This year’s monsoon rains have been deficient so far, the country’s weather officials said on Monday, a worrying beginning to an already delayed wet season that also faces a threat from the El Nino weather condition later next month.
Good rains will be crucial for the new government’s
efforts to prop up the economy from its slowest growth since the 1980s as well as to cool inflation that averaged nearly 10% for the past two years.
“Rainfalls in the first month of the season are expected to be deficient as a result of the weak start of the season," Indian Meteorological Department (IMD) chief LS Rathore told Reuters, adding that monsoon rains had been 44% below average so far.
Read: Prez speech has outlined enormous task that lies ahead for govt
The government has stockpiled staples such as rice, wheat and sugar from bumper harvests in the last few years but it has limited means to control a jump in costs of fruits and vegetables that have the largest impact on food inflation in India.
High prices could prevent the Reserve Bank of India easing rates to boost the economy.
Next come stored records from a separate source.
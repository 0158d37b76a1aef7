//! Route definitions for the `/colours` resource.

use axum::routing::{get, put};
use axum::Router;

use crate::handlers::colour;
use crate::state::AppState;

/// Routes mounted at `/colours`.
///
/// ```text
/// GET    /        -> list
/// POST   /        -> create
/// PUT    /{id}    -> update
/// DELETE /{id}    -> delete
/// ```
pub fn router() -> Router<AppState> {
    Router::new()
        .route("/", get(colour::list).post(colour::create))
        .route("/{id}", put(colour::update).delete(colour::delete))
}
Conversely, good rains contribute to overall market confidence.
Earth sciences minister Jitendra Singh said on Monday that rainfall between June and September could be between 90 and 96% of the long-term average.
Meanwhile, north India continued to swelter under a heat wave, in part due to the sluggish progress of monsoon, although parts of Uttar Pradesh received sporadic rain on Monday.
At least four people, including a woman, are believed to have died of heat stroke in Raipur, Chhattisgarh, which has been recording its maximum temperature at around 45 degree Celsius for the past few days.
Read: Truant monsoon may trip country’s growth
In Delhi, the maximum temperature touched a 62-year high at 47.8 degree Celsius on Sunday.
In April, before the start of the monsoon season, the IMD had forecast below-average rainfall in 2014 due to an emerging El Nino in which warm water rises to the surface of the Pacific Ocean.
However, the impact of the El Nino weather phenomenon - which can cause drought in South Asia - is likely to be weak in India, a weather office official said.
"No impact of El Nino is right now seen on the Indian monsoon as it is still in a neutral condition," said D.S. Pai, lead forecaster at the IMD.
The IMD defines average, or normal, rainfall as between 96 percent and 104 percent of a 50-year average of 89 cm for the entire season.
Agriculture minister Radha Mohan Singh said told reporters on Monday the government will consider providing subsidised diesel, cheaper loans and extra seeds to farmers if rains are poor this year.